Segment Start: SOURCE MATERIAL

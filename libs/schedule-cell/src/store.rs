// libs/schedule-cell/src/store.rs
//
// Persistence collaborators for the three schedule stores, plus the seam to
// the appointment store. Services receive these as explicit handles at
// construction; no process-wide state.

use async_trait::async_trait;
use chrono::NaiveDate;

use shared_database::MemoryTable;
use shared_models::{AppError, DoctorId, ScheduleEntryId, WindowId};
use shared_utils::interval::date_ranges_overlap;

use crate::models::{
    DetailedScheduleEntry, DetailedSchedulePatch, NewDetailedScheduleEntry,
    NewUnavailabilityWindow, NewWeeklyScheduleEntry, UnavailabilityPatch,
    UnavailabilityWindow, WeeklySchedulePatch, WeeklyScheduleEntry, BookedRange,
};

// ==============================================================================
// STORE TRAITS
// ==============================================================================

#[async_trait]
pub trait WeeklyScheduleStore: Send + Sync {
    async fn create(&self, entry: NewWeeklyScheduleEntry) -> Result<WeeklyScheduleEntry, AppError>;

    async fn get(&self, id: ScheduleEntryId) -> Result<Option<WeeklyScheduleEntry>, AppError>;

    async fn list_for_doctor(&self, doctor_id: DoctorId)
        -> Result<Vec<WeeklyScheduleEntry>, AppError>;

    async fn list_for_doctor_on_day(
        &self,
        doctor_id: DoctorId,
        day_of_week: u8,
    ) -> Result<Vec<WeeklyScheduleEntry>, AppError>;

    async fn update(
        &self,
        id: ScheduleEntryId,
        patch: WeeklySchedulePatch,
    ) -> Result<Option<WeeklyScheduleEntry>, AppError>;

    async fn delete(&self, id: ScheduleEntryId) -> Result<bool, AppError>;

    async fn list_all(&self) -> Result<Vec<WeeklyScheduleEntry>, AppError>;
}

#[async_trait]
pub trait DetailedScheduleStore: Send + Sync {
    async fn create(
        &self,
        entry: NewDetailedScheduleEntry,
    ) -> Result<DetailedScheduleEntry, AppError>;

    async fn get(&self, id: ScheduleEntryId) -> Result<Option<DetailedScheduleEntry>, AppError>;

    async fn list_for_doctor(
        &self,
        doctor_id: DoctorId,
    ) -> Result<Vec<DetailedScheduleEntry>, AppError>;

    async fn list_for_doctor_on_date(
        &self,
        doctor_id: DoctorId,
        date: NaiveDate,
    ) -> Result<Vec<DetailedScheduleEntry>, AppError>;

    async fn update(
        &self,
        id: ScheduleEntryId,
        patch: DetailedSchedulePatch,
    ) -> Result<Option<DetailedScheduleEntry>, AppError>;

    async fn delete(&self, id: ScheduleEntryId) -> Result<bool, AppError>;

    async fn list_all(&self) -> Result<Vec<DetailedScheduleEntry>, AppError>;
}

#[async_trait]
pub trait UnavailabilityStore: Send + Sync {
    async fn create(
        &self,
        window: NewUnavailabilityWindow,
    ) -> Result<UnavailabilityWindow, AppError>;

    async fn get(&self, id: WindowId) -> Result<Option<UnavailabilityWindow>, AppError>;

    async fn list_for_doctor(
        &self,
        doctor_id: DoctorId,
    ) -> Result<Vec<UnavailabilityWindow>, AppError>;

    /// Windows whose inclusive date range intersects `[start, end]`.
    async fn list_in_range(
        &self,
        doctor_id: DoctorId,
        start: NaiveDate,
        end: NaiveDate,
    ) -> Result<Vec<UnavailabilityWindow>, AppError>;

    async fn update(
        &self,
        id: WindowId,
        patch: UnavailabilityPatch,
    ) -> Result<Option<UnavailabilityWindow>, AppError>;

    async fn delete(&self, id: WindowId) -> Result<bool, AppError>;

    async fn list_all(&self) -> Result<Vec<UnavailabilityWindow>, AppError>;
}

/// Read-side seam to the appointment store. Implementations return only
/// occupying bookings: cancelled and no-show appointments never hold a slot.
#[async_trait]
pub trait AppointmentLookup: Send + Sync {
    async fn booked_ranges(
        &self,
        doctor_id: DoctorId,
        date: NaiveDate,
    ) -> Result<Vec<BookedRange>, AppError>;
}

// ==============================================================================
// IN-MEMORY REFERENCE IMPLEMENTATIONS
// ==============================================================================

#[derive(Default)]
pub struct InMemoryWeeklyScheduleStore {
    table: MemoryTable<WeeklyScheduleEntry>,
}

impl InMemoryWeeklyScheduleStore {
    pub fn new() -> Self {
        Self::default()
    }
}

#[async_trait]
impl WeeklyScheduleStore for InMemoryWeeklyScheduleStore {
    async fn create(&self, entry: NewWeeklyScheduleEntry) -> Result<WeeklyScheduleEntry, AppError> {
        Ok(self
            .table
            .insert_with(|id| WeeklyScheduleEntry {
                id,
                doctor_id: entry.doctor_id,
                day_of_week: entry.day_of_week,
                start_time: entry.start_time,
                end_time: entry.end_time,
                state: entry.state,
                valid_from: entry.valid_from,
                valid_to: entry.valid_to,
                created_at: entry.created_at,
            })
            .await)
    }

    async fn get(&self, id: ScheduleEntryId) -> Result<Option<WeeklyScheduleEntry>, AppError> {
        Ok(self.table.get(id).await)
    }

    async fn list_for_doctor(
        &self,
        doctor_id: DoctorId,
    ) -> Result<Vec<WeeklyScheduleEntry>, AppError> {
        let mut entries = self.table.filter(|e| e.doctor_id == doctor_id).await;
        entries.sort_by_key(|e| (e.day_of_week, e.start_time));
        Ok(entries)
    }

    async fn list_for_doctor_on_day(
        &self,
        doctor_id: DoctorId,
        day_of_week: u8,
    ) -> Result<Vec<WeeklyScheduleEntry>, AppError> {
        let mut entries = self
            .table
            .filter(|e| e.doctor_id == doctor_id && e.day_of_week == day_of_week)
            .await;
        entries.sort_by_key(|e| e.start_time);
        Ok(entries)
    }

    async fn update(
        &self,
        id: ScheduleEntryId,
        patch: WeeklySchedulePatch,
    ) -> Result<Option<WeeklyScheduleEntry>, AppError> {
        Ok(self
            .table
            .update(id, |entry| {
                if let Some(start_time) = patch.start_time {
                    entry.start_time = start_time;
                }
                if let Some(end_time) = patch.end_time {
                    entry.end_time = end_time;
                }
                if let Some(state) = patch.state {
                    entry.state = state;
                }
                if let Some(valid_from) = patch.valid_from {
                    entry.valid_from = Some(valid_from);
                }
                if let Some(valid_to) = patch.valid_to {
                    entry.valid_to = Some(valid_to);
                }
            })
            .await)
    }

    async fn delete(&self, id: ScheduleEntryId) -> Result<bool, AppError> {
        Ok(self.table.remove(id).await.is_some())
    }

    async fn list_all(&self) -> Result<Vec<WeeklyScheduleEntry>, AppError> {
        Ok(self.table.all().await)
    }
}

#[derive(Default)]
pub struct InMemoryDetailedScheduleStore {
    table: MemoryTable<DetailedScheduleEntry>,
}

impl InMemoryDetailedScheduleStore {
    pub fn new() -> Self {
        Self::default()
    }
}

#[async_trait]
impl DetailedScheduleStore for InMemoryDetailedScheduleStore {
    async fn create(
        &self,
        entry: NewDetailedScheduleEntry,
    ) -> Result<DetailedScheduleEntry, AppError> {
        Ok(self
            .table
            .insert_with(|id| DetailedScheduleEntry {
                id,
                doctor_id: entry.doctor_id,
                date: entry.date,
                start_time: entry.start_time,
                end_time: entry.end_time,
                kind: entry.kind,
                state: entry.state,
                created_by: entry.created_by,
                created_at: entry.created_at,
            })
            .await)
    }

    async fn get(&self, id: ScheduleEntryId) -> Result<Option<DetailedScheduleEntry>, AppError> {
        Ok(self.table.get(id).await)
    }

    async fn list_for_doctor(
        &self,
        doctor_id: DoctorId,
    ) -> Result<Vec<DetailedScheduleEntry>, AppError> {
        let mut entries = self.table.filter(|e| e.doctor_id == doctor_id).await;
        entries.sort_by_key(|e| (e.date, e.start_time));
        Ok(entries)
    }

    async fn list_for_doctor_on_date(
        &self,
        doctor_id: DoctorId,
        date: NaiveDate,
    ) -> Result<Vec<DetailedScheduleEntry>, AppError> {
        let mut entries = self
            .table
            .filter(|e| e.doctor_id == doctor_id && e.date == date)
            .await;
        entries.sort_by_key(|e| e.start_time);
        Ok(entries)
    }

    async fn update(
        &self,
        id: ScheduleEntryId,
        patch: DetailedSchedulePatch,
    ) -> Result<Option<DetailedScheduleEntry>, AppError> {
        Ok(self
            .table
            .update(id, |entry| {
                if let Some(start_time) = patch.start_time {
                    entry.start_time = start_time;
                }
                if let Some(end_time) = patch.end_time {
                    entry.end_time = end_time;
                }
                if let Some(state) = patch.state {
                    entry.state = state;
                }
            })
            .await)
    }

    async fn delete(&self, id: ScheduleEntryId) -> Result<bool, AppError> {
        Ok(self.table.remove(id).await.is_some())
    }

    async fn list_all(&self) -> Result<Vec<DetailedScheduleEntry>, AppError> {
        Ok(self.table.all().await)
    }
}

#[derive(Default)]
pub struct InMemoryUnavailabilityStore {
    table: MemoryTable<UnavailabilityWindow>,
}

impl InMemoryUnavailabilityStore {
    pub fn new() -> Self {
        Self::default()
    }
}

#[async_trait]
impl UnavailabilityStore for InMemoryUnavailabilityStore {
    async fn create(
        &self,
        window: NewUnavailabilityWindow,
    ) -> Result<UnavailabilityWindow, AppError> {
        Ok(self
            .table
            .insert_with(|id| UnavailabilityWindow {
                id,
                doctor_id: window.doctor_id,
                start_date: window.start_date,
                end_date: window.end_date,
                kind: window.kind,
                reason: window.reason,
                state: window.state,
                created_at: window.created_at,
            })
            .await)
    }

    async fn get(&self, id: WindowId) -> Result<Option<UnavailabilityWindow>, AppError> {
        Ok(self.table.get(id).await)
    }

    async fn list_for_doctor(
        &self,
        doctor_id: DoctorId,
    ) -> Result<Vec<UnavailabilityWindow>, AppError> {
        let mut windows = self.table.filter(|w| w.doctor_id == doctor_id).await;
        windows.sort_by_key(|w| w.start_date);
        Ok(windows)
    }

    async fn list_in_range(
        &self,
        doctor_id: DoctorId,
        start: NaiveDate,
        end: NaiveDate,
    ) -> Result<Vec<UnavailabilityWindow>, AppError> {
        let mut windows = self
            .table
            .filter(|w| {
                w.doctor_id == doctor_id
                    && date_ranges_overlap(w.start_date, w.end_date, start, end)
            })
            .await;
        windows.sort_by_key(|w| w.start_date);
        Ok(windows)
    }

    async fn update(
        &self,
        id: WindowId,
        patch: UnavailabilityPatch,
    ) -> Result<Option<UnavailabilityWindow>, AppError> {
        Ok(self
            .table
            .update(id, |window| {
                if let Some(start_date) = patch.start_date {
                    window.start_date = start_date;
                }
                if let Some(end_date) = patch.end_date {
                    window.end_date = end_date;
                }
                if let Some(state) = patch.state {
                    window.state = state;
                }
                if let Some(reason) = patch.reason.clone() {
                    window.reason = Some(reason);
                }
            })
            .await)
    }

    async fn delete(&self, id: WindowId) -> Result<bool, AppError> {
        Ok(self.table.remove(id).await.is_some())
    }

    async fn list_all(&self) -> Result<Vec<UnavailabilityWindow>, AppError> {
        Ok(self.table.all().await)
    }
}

Segment End: SOURCE MATERIAL

TASK GOAL -
Repeat the entries above exactly, from the first line through the line containing "use shared_database::MemoryTable;".

EXERCISE SOLUTION -
filename libs/schedule-cell/src/store.rs
// libs/schedule-cell/src/store.rs
//
// Persistence collaborators for the three schedule stores, plus the seam to
// the appointment store. Services receive these as explicit handles at
// construction; no process-wide state.

use async_trait::async_trait;
use chrono::NaiveDate;

use shared_database::MemoryTable;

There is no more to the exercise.